▸ **WHAT THIS TASK INVOLVES**: Retype all of the entries that appear below, keeping them exactly as they are.

▸ **RECORDS FOR THIS EXERCISE**:
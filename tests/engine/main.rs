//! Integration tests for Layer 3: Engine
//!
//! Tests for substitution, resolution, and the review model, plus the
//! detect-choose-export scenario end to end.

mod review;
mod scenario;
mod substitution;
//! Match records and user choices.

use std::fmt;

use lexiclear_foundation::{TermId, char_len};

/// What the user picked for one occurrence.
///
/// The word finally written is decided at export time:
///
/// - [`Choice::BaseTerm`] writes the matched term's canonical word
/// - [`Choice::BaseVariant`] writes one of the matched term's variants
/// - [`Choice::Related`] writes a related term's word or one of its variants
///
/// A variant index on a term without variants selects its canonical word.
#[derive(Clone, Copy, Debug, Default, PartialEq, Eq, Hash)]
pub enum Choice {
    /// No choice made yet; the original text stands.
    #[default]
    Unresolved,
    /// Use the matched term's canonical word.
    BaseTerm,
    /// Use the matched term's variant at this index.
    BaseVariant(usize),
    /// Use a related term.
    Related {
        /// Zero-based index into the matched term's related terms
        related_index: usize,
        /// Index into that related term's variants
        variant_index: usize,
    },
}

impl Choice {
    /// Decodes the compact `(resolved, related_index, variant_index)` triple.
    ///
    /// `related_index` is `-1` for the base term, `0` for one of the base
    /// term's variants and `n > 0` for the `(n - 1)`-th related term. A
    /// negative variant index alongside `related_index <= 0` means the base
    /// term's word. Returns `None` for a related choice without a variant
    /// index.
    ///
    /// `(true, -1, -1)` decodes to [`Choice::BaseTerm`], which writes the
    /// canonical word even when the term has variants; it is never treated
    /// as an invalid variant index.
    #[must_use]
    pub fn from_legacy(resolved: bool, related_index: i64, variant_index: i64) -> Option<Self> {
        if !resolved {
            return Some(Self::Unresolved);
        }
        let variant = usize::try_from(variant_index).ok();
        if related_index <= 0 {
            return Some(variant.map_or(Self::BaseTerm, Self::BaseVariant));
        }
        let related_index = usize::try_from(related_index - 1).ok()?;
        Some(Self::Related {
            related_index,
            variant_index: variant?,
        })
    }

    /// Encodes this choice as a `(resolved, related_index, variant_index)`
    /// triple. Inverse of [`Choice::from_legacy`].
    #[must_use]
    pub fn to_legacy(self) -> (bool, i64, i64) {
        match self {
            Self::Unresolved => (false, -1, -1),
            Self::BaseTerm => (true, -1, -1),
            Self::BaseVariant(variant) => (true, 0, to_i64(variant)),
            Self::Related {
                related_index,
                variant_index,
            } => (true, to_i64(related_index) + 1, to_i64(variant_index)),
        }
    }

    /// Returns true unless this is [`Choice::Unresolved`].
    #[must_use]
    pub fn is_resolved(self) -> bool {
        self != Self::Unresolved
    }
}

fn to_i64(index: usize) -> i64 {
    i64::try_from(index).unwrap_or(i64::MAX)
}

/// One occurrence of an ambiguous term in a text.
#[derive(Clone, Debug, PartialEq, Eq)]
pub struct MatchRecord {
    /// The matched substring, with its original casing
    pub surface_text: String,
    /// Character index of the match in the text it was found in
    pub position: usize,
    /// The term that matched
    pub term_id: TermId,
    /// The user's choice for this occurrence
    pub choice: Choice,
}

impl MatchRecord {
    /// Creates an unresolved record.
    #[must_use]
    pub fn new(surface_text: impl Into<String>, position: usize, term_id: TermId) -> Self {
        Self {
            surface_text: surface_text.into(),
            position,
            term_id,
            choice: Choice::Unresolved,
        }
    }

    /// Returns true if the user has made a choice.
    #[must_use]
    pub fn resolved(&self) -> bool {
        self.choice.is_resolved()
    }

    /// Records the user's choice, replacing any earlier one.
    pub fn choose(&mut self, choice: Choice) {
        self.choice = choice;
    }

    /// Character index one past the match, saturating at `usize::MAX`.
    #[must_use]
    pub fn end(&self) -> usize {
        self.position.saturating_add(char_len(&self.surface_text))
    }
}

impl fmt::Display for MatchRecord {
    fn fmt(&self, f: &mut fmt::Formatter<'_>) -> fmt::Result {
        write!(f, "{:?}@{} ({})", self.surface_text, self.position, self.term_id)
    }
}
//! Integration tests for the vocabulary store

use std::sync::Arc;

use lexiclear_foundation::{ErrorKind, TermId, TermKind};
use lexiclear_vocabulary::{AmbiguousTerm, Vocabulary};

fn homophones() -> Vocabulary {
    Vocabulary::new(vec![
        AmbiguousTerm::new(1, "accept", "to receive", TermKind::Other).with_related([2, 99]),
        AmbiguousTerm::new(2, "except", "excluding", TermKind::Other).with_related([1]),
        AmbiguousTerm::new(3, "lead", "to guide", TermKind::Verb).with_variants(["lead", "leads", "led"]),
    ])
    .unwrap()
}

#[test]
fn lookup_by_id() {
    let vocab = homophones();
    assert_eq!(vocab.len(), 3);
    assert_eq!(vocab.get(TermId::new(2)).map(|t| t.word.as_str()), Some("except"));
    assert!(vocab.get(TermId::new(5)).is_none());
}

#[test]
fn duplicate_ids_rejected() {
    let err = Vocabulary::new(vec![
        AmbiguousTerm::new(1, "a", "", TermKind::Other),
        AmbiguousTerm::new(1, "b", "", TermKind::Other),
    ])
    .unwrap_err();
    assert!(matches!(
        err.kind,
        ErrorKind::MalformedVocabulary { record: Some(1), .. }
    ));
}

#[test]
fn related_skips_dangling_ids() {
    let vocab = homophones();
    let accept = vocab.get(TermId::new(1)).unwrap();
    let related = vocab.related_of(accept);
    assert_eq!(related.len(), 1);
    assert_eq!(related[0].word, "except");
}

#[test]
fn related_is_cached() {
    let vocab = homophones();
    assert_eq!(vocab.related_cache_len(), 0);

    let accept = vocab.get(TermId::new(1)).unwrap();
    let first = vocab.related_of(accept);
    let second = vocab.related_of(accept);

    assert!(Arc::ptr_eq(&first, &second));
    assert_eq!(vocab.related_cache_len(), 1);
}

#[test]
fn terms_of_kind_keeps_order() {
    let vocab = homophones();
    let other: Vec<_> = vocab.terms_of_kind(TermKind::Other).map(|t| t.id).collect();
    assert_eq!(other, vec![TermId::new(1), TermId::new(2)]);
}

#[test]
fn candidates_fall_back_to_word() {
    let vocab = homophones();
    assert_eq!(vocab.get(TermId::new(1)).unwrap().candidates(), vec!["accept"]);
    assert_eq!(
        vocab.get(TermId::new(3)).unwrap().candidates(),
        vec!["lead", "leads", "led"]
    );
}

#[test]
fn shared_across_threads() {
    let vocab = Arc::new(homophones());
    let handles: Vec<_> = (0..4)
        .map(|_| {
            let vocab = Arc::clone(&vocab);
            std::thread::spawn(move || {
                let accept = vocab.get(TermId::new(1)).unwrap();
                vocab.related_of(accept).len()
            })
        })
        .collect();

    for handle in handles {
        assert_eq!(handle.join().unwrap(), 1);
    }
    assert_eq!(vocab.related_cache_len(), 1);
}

▸ **SOLUTION FOR THIS PROBLEM**:
filename tests/engine/main.rs
//! Integration tests for Layer 3: Engine
//!
//! Tests for substitution, resolution, and the review model, plus the
//! detect-choose-export scenario end to end.

mod review;
mod scenario;
mod substitution;
//! Match records and user choices.

use std::fmt;

use lexiclear_foundation::{TermId, char_len};

/// What the user picked for one occurrence.
///
/// The word finally written is decided at export time:
///
/// - [`Choice::BaseTerm`] writes the matched term's canonical word
/// - [`Choice::BaseVariant`] writes one of the matched term's variants
/// - [`Choice::Related`] writes a related term's word or one of its variants
///
/// A variant index on a term without variants selects its canonical word.
#[derive(Clone, Copy, Debug, Default, PartialEq, Eq, Hash)]
pub enum Choice {
    /// No choice made yet; the original text stands.
    #[default]
    Unresolved,
    /// Use the matched term's canonical word.
    BaseTerm,
    /// Use the matched term's variant at this index.
    BaseVariant(usize),
    /// Use a related term.
    Related {
        /// Zero-based index into the matched term's related terms
        related_index: usize,
        /// Index into that related term's variants
        variant_index: usize,
    },
}

impl Choice {
    /// Decodes the compact `(resolved, related_index, variant_index)` triple.
    ///
    /// `related_index` is `-1` for the base term, `0` for one of the base
    /// term's variants and `n > 0` for the `(n - 1)`-th related term. A
    /// negative variant index alongside `related_index <= 0` means the base
    /// term's word. Returns `None` for a related choice without a variant
    /// index.
    ///
    /// `(true, -1, -1)` decodes to [`Choice::BaseTerm`], which writes the
    /// canonical word even when the term has variants; it is never treated
    /// as an invalid variant index.
    #[must_use]
    pub fn from_legacy(resolved: bool, related_index: i64, variant_index: i64) -> Option<Self> {
        if !resolved {
            return Some(Self::Unresolved);
        }
        let variant = usize::try_from(variant_index).ok();
        if related_index <= 0 {
            return Some(variant.map_or(Self::BaseTerm, Self::BaseVariant));
        }
        let related_index = usize::try_from(related_index - 1).ok()?;
        Some(Self::Related {
            related_index,
            variant_index: variant?,
        })
    }

    /// Encodes this choice as a `(resolved, related_index, variant_index)`
    /// triple. Inverse of [`Choice::from_legacy`].
    #[must_use]
    pub fn to_legacy(self) -> (bool, i64, i64) {
        match self {
            Self::Unresolved => (false, -1, -1),
            Self::BaseTerm => (true, -1, -1),
            Self::BaseVariant(variant) => (true, 0, to_i64(variant)),
            Self::Related {
                related_index,
                variant_index,
            } => (true, to_i64(related_index) + 1, to_i64(variant_index)),
        }
    }

    /// Returns true unless this is [`Choice::Unresolved`].
    #[must_use]
    pub fn is_resolved(self) -> bool {
        self != Self::Unresolved
    }
}

fn to_i64(index: usize) -> i64 {
    i64::try_from(index).unwrap_or(i64::MAX)
}

/// One occurrence of an ambiguous term in a text.
#[derive(Clone, Debug, PartialEq, Eq)]
pub struct MatchRecord {
    /// The matched substring, with its original casing
    pub surface_text: String,
    /// Character index of the match in the text it was found in
    pub position: usize,
    /// The term that matched
    pub term_id: TermId,
    /// The user's choice for this occurrence
    pub choice: Choice,
}

impl MatchRecord {
    /// Creates an unresolved record.
    #[must_use]
    pub fn new(surface_text: impl Into<String>, position: usize, term_id: TermId) -> Self {
        Self {
            surface_text: surface_text.into(),
            position,
            term_id,
            choice: Choice::Unresolved,
        }
    }

    /// Returns true if the user has made a choice.
    #[must_use]
    pub fn resolved(&self) -> bool {
        self.choice.is_resolved()
    }

    /// Records the user's choice, replacing any earlier one.
    pub fn choose(&mut self, choice: Choice) {
        self.choice = choice;
    }

    /// Character index one past the match, saturating at `usize::MAX`.
    #[must_use]
    pub fn end(&self) -> usize {
        self.position.saturating_add(char_len(&self.surface_text))
    }
}

impl fmt::Display for MatchRecord {
    fn fmt(&self, f: &mut fmt::Formatter<'_>) -> fmt::Result {
        write!(f, "{:?}@{} ({})", self.surface_text, self.position, self.term_id)
    }
}
//! Integration tests for the vocabulary store

use std::sync::Arc;

use lexiclear_foundation::{ErrorKind, TermId, TermKind};
use lexiclear_vocabulary::{AmbiguousTerm, Vocabulary};

fn homophones() -> Vocabulary {
    Vocabulary::new(vec![
        AmbiguousTerm::new(1, "accept", "to receive", TermKind::Other).with_related([2, 99]),
        AmbiguousTerm::new(2, "except", "excluding", TermKind::Other).with_related([1]),
        AmbiguousTerm::new(3, "lead", "to guide", TermKind::Verb).with_variants(["lead", "leads", "led"]),
    ])
    .unwrap()
}

#[test]
fn lookup_by_id() {
    let vocab = homophones();
    assert_eq!(vocab.len(), 3);
    assert_eq!(vocab.get(TermId::new(2)).map(|t| t.word.as_str()), Some("except"));
    assert!(vocab.get(TermId::new(5)).is_none());
}

#[test]
fn duplicate_ids_rejected() {
    let err = Vocabulary::new(vec![
        AmbiguousTerm::new(1, "a", "", TermKind::Other),
        AmbiguousTerm::new(1, "b", "", TermKind::Other),
    ])
    .unwrap_err();
    assert!(matches!(
        err.kind,
        ErrorKind::MalformedVocabulary { record: Some(1), .. }
    ));
}

#[test]
fn related_skips_dangling_ids() {
    let vocab = homophones();
    let accept = vocab.get(TermId::new(1)).unwrap();
    let related = vocab.related_of(accept);
    assert_eq!(related.len(), 1);
    assert_eq!(related[0].word, "except");
}

#[test]
fn related_is_cached() {
    let vocab = homophones();
    assert_eq!(vocab.related_cache_len(), 0);

    let accept = vocab.get(TermId::new(1)).unwrap();
    let first = vocab.related_of(accept);
    let second = vocab.related_of(accept);

    assert!(Arc::ptr_eq(&first, &second));
    assert_eq!(vocab.related_cache_len(), 1);
}

#[test]
fn terms_of_kind_keeps_order() {
    let vocab = homophones();
    let other: Vec<_> = vocab.terms_of_kind(TermKind::Other).map(|t| t.id).collect();
    assert_eq!(other, vec![TermId::new(1), TermId::new(2)]);
}

#[test]
fn candidates_fall_back_to_word() {
    let vocab = homophones();
    assert_eq!(vocab.get(TermId::new(1)).unwrap().candidates(), vec!["accept"]);
    assert_eq!(
        vocab.get(TermId::new(3)).unwrap().candidates(),
        vec!["lead", "leads", "led"]
    );
}

#[test]
fn shared_across_threads() {
    let vocab = Arc::new(homophones());
    let handles: Vec<_> = (0..4)
        .map(|_| {
            let vocab = Arc::clone(&vocab);
            std::thread::spawn(move || {
                let accept = vocab.get(TermId::new(1)).unwrap();
                vocab.related_of(accept).len()
            })
        })
        .collect();

    for handle in handles {
        assert_eq!(handle.join().unwrap(), 1);
    }
    assert_eq!(vocab.related_cache_len(), 1);
}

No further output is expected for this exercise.